The currency that these notes are expressed in is the Military Authority Lira, which was notionally divided into 100 Centesimi.

==Catalogue==

- PM1a. 1 Lira. ND. (1943). Green. Issued banknote.
- PM1s. 1 Lira. ND. (1943). Green. Specimen banknote.
- PM2a. 2 Lire. ND. (1943). Blue on a green underprint. Issued banknote.
- PM2s. 2 Lire. ND. (1943). Blue on a green underprint. Specimen banknote.
- PM3a. 5 Lire. ND. (1943). Green on a red-brown underprint. Issued banknote.
- PM3s. 5 Lire. ND. (1943). Green on a red-brown underprint. Specimen banknote.
- PM4a. 10 Lire. ND. (1943). Lilac on a green underprint. Issued banknote.
- PM4s. 10 Lire. ND. (1943). Lilac on a green underprint. Specimen banknote.
- PM5a. 50 Lire. ND. (1943). Brown. Issued banknote.
- PM5s. 50 Lire. ND. (1943). Brown. Specimen banknote.
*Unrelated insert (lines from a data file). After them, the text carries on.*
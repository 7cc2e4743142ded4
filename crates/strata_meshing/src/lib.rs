//! # STRATA Meshing
//!
//! Compiles voxel buffers into triangle meshes for the host renderer.
//!
//! ## Components
//!
//! - `MeshData`: flat position / normal / UV / index arrays
//! - `GreedyMesher`: maximal same-material rectangles per plane
//! - `NaiveMesher`: one quad per exposed face
//!
//! Both meshers share the face rule: a face exists where exactly one side
//! of a boundary plane is solid, and it looks away from the solid side.
//! Anything outside the buffer is air.
//!
//! ## Example
//!
//! ```rust,ignore
//! use strata_meshing::{mesher_for, Mesher};
//!
//! let mut mesher = mesher_for(config.mesher, config.block_size);
//! let mesh = mesher.build_mesh(&voxels);
//! host.upload(mesh.position_bytes(), mesh.index_bytes());
//! ```

#![deny(missing_docs)]
#![deny(unsafe_code)]

pub mod greedy;
pub mod mesh;
pub mod naive;

pub use greedy::GreedyMesher;
pub use mesh::{atlas_cell, FaceDirection, MeshData, Quad};
pub use naive::NaiveMesher;

use strata_core::{MesherKind, VoxelBuffer};

/// Voxel-to-mesh compiler.
pub trait Mesher: Send {
    /// Builds the mesh for one chunk.
    fn build_mesh(&mut self, voxels: &VoxelBuffer) -> MeshData;
}

/// Creates the configured mesher.
#[must_use]
pub fn mesher_for(kind: MesherKind, block_size: f64) -> Box<dyn Mesher> {
    match kind {
        MesherKind::Greedy => Box::new(GreedyMesher::new(block_size)),
        MesherKind::Naive => Box::new(NaiveMesher::new(block_size)),
    }
}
- PM6a. 100 Lire. ND. (1943). Red-orange on a blue underprint. Issued banknote.
- PM6s. 100 Lire. ND. (1943). Red-orange on a blue underprint. Specimen banknote.
- PM7a. 500 Lire. ND. (1943). Green on a blue underprint. Issued banknote.
- PM7s. 500 Lire. ND. (1943). Green on a blue underprint. Specimen banknote.
- PM8a. 1,000 Lire. ND. (1943). Blue on a brown underprint. Issued banknote.
- PM8s. 1,000 Lire. ND. (1943). Blue on a brown underprint. Specimen banknote.